みなさんは、心理検査というと、どんなものを思い浮かべますか?
日本で「心理検査」と聞くと、「心の病」を測るものと捉えられているかもしれません。こうした検査は、心療内科や精神科などで、実施されるものです。この場合の「心理検査」は、病理や社会への適応度、知能などを測定するために用いられることがほとんどです。これが、多くの一般の方のもつ「心理検査」のイメージなのではないかと思われます。今まで日本で開発、使用されてきた「心理検査」は、ほとんどが第2次大戦後の米国の生まれ育ちです。その人の病んでいる面や、能力の上下をつかむことが目的になっています。医療機関では、もちろんこうした検査は必要ですが、日本では、こうした検査が先行して翻訳、輸入されたために、いまだに「心理検査」というと、病理を測る検査のことを指すことが多くなっています。これらには、妥当性・信頼性が確認されているかのようにみえるものもあります。しかし、その多くは、何十年も過去に検証されたきりで、現在の人々に合っていないものや、小さい母集団(統計的に処理するために最小限必要な分析の対象者)でしか検証されていないものです。 また、「心理検査」を別の観点から見てみます。就職活動などで「適性検査」を実施されることもあります。こうした検査を受けたことがあるという方も、多いと思います。しかし、これも、性格を測っているようでいて、実は、社会や組織にどの程度適応できるかを測っています。いわば、自然に、性格に優劣をつけてしまう心理検査です。  それでは、望ましい心理検査というのは、どのようなものでしょうか?

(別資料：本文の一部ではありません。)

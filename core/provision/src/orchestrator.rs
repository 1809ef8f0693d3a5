//! Batch orchestration.
//!
//! Entries are processed strictly in manifest order, one at a time, each
//! through `Package -> Hash -> Sign -> Encrypt`. A failure at any stage
//! aborts only that entry's remaining stages; the batch continues. Only
//! opening the manifest, loading the secrets and creating the output
//! directory are process-fatal.

use std::fs::{self, File};
use std::io::{BufRead, BufReader};
use std::path::{Path, PathBuf};
use std::sync::atomic::{AtomicBool, Ordering};
use std::sync::Arc;

use crate::cipher::CipherEngine;
use crate::integrity;
use crate::manifest::{self, ManifestEntry};
use crate::package;
use crate::secrets::FactorySecrets;
use crate::signing::{KeyProvider, SignatureService};
use crate::{ProvisionError, Stage};

/// Block size for all streamed file copies and hashes.
pub const DEFAULT_CHUNK_SIZE: usize = 64 * 1024;

/// Batch-level settings, passed in explicitly at construction.
#[derive(Debug, Clone)]
pub struct ProvisionConfig {
    pub output_dir: PathBuf,
    pub chunk_size: usize,
    /// Embed the run's public key as a header line in every package
    /// (offline-verification variant); when false the verification key is
    /// distributed out of band.
    pub embed_public_key: bool,
    pub key_provider: KeyProvider,
}

impl ProvisionConfig {
    pub fn new(output_dir: impl Into<PathBuf>) -> Self {
        Self {
            output_dir: output_dir.into(),
            chunk_size: DEFAULT_CHUNK_SIZE,
            embed_public_key: false,
            key_provider: KeyProvider::Imported,
        }
    }
}

/// Cooperative stop flag, checked between manifest entries only so a
/// cancelled run never leaves a half-written package behind.
#[derive(Debug, Clone, Default)]
pub struct CancelToken(Arc<AtomicBool>);

impl CancelToken {
    pub fn new() -> Self {
        Self::default()
    }

    pub fn cancel(&self) {
        self.0.store(true, Ordering::Relaxed);
    }

    pub fn is_cancelled(&self) -> bool {
        self.0.load(Ordering::Relaxed)
    }
}

#[derive(Debug, Clone)]
pub struct ProvisionedEntry {
    pub name: String,
    pub version: String,
    pub source_path: String,
    pub package_path: PathBuf,
    pub encrypted: bool,
}

#[derive(Debug)]
pub struct FailedEntry {
    pub name: String,
    pub version: String,
    pub stage: Stage,
    pub error: ProvisionError,
}

/// A non-empty manifest line that did not match the entry grammar.
#[derive(Debug, Clone)]
pub struct SkippedLine {
    pub line_number: usize,
    pub text: String,
}

#[derive(Debug, Default)]
pub struct ProvisionReport {
    pub provisioned: Vec<ProvisionedEntry>,
    pub failed: Vec<FailedEntry>,
    pub skipped: Vec<SkippedLine>,
    pub cancelled: bool,
}

/// Events surfaced while the batch runs; the CLI turns these into progress
/// and error lines as they happen.
#[derive(Debug)]
pub enum EntryEvent<'a> {
    Provisioned(&'a ProvisionedEntry),
    Failed(&'a FailedEntry),
    Skipped(&'a SkippedLine),
}

pub struct Orchestrator {
    config: ProvisionConfig,
    secrets: FactorySecrets,
    signer: SignatureService,
    cipher: Option<Box<dyn CipherEngine>>,
}

impl Orchestrator {
    /// Resolves the signing key once; it is shared by every entry in the
    /// run so all packages verify against one public key.
    pub fn new(
        config: ProvisionConfig,
        secrets: FactorySecrets,
        cipher: Option<Box<dyn CipherEngine>>,
    ) -> Result<Self, ProvisionError> {
        let signer = SignatureService::new(config.key_provider, &secrets)?;
        Ok(Self {
            config,
            secrets,
            signer,
            cipher,
        })
    }

    pub fn public_key_b64(&self) -> Result<String, ProvisionError> {
        self.signer.public_key_b64()
    }

    /// Drive the whole manifest. Entry failures are recorded in the report
    /// and never abort the batch; the returned error covers process-fatal
    /// conditions only. Re-running with identical inputs is safe: outputs
    /// are deterministically named and fully overwritten.
    pub fn run(
        &self,
        manifest_path: &Path,
        cancel: &CancelToken,
        observer: &mut dyn FnMut(EntryEvent<'_>),
    ) -> Result<ProvisionReport, ProvisionError> {
        let file = File::open(manifest_path).map_err(|e| ProvisionError::ManifestOpen {
            path: manifest_path.to_path_buf(),
            source: e,
        })?;
        fs::create_dir_all(&self.config.output_dir).map_err(|e| ProvisionError::OutputDir {
            path: self.config.output_dir.clone(),
            source: e,
        })?;

        let mut report = ProvisionReport::default();
        for (index, line) in BufReader::new(file).lines().enumerate() {
            if cancel.is_cancelled() {
                report.cancelled = true;
                break;
            }
            let line = line.map_err(|e| ProvisionError::ManifestOpen {
                path: manifest_path.to_path_buf(),
                source: e,
            })?;
            let Some(entry) = manifest::parse_manifest_line(&line) else {
                if !line.trim().is_empty() {
                    report.skipped.push(SkippedLine {
                        line_number: index + 1,
                        text: line.trim().to_string(),
                    });
                    observer(EntryEvent::Skipped(
                        report.skipped.last().expect("skip was just recorded"),
                    ));
                }
                continue;
            };
            match self.provision_entry(&entry) {
                Ok(done) => {
                    report.provisioned.push(done);
                    observer(EntryEvent::Provisioned(
                        report.provisioned.last().expect("entry was just recorded"),
                    ));
                }
                Err((stage, error)) => {
                    report.failed.push(FailedEntry {
                        name: entry.name.clone(),
                        version: entry.version.clone(),
                        stage,
                        error,
                    });
                    observer(EntryEvent::Failed(
                        report.failed.last().expect("failure was just recorded"),
                    ));
                }
            }
        }
        Ok(report)
    }

    /// One entry through the stage machine; the failing stage is reported
    /// alongside the error so an operator can re-run just this entry.
    fn provision_entry(
        &self,
        entry: &ManifestEntry,
    ) -> Result<ProvisionedEntry, (Stage, ProvisionError)> {
        let package_path = self
            .config
            .output_dir
            .join(package::package_file_name(entry));

        let embedded_key = if self.config.embed_public_key {
            Some(self.signer.public_key_b64().map_err(|e| (Stage::Package, e))?)
        } else {
            None
        };
        package::build_package(
            entry,
            Path::new(&entry.source_path),
            &package_path,
            self.config.chunk_size,
            embedded_key.as_deref(),
        )
        .map_err(|e| (Stage::Package, e))?;

        let digest = integrity::hash_file(&package_path, self.config.chunk_size)
            .map_err(|e| (Stage::Hash, e))?;
        let digest_path = integrity::write_digest_sidecar(&package_path, &digest)
            .map_err(|e| (Stage::Hash, e))?;

        // The signed value is the digest record as persisted, read back
        // from disk, so the signature covers exactly what ships.
        let digest_text = fs::read(&digest_path).map_err(|e| {
            (
                Stage::Sign,
                ProvisionError::ArtifactIo {
                    path: digest_path.clone(),
                    source: e,
                },
            )
        })?;
        let signature = self
            .signer
            .sign_digest_text(&digest_text)
            .map_err(|e| (Stage::Sign, e))?;
        let signature_path = integrity::signature_sidecar_path(&package_path);
        fs::write(&signature_path, &signature).map_err(|e| {
            (
                Stage::Sign,
                ProvisionError::ArtifactIo {
                    path: signature_path.clone(),
                    source: e,
                },
            )
        })?;

        let mut encrypted = false;
        if let Some(engine) = &self.cipher {
            engine
                .encrypt_in_place(
                    &package_path,
                    self.secrets.symmetric_key_b64(),
                    self.secrets.nonce_b64(),
                )
                .map_err(|e| (Stage::Encrypt, e))?;
            encrypted = true;
        }

        Ok(ProvisionedEntry {
            name: entry.name.clone(),
            version: entry.version.clone(),
            source_path: entry.source_path.clone(),
            package_path,
            encrypted,
        })
    }
}
//! Gamevault host crate.
//!
//! The implementation is split across repository crates: the provisioning
//! pipeline lives in `core/provision` and the command-line front end in
//! `cli/gamevault-cli`.

/// Returns the current crate identity string.
pub fn crate_id() -> &'static str {
    "gamevault-host"
}
use kalends_rfc::error::RfcError;
use kalends_rfc::rfc::ical::core::{Temporal, Validate};
use kalends_rfc::rfc::ical::parse;
use kalends_test::{event_calendar, wrap_calendar};

#[test_log::test]
fn end_kind_mismatch_names_both_values() {
    let calendar = event_calendar(
        "mismatch",
        "DTSTART;VALUE=DATE:20160301\nDTEND:20160302T100000",
    )
    .unwrap();
    assert!(!calendar.is_valid());

    let errors = calendar.errors();
    assert_eq!(errors.len(), 1);
    let error = &errors[0];
    assert_eq!(error.component, "VEVENT UID:mismatch");
    assert_eq!(error.property.as_deref(), Some("DTEND"));
    assert!(error.message.contains("20160302T100000"), "{error}");
    assert!(error.message.contains("20160301"), "{error}");
    assert_eq!(
        error.to_string(),
        "VEVENT UID:mismatch DTEND: DTEND value 20160302T100000 (DATE-TIME (floating)) must have \
the same value type as DTSTART value 20160301 (DATE)"
    );
}

#[test_log::test]
fn end_before_start_is_a_separate_message() {
    let calendar = event_calendar(
        "backwards",
        "DTSTART:20160301T100000\nDTEND:20160301T090000",
    )
    .unwrap();
    let errors = calendar.errors();
    assert_eq!(errors.len(), 1);
    assert_eq!(
        errors[0].message,
        "DTEND value 20160301T090000 must not precede DTSTART value 20160301T100000"
    );
}

#[test_log::test]
fn setters_fail_fast_and_leave_state() {
    let calendar = event_calendar("setter", "DTSTART:20160301T100000").unwrap();
    let (_, event) = calendar.components().next().unwrap();
    let mut event = event.clone();
    let before = event.to_text();

    let date = Temporal::Date(chrono::NaiveDate::from_ymd_opt(2016, 3, 2).unwrap());
    let err = event.set_dtend(&date).unwrap_err();
    assert!(matches!(err, RfcError::TypeError(_)));
    assert_eq!(event.to_text(), before);
    assert!(event.is_valid());
}

#[test_log::test]
fn many_problems_are_collected_together() {
    let text = "BEGIN:VCALENDAR\r\n\
BEGIN:VEVENT\r\n\
UID:a\r\n\
DTSTART;VALUE=DATE:20160301\r\n\
DURATION:PT1H\r\n\
DTEND;VALUE=DATE:20160302\r\n\
EXDATE:20160305T100000\r\n\
RRULE:FREQ=WEEKLY;BYMONTHDAY=1\r\n\
SUMMARY:one\r\n\
SUMMARY:two\r\n\
END:VEVENT\r\n\
END:VCALENDAR\r\n";
    let calendar = parse(text).unwrap();
    let properties: Vec<Option<String>> = calendar
        .errors()
        .into_iter()
        .map(|e| e.property)
        .collect();
    for expected in ["VERSION", "PRODID", "SUMMARY", "DTEND", "EXDATE", "RRULE", "DURATION"] {
        assert!(
            properties.contains(&Some(expected.to_string())),
            "no {expected} error in {properties:?}"
        );
    }
}

#[test_log::test]
fn child_recurrence_id_must_match_parent_start() {
    let body = "BEGIN:VEVENT\r\nUID:fam\r\nDTSTART:20160301T100000\r\nRRULE:FREQ=DAILY\r\nEND:VEVENT\r\n\
BEGIN:VEVENT\r\nUID:fam\r\nRECURRENCE-ID;VALUE=DATE:20160302\r\nSUMMARY:moved\r\nEND:VEVENT\r\n";
    let calendar = parse(&wrap_calendar(body)).unwrap();
    let errors = calendar.errors();
    assert_eq!(errors.len(), 1);
    assert_eq!(errors[0].property.as_deref(), Some("RECURRENCE-ID"));
}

そもそも性格には優劣はなどありません。どのような性格の方でも、その人なりの個性や強み、そして弱みもあります。また、病理や能力の優劣を測定するものでもありません。「深層心理」を見抜く、という検査のように、「当たった」「外れた」という「心理テスト」でもありません。望ましい心理検査は、自分のことをわかってくれている、しっくりくる、という感じがするものです。なお、こうした検査は、能力テストのような意味合いが出ないようにすることはもちろん、受けた人の個性や強みが、間違いなく伝わるものである必要があります。そのためには、しっかりと訓練を受けた心理検査の専門家が実施するのが適切です。欧米では、そのような心理検査が開発され、普及の仕組みが整っています。しかし、日本では、訓練を受けた人にしか実施を許可していない心理検査は、ほんの一部にとどまります。日本において、諸外国のように、心理検査を受けた本人がその豊かさを享受できるようになるには、提供する側の説明責任や専門性の高さが必要です。また、受ける側の意識が変わっていくことも必要でしょう。そして心理検査のグローバル・スタンダード(世界標準)という視点をもって、諸外国との連携が求められてきていると思います。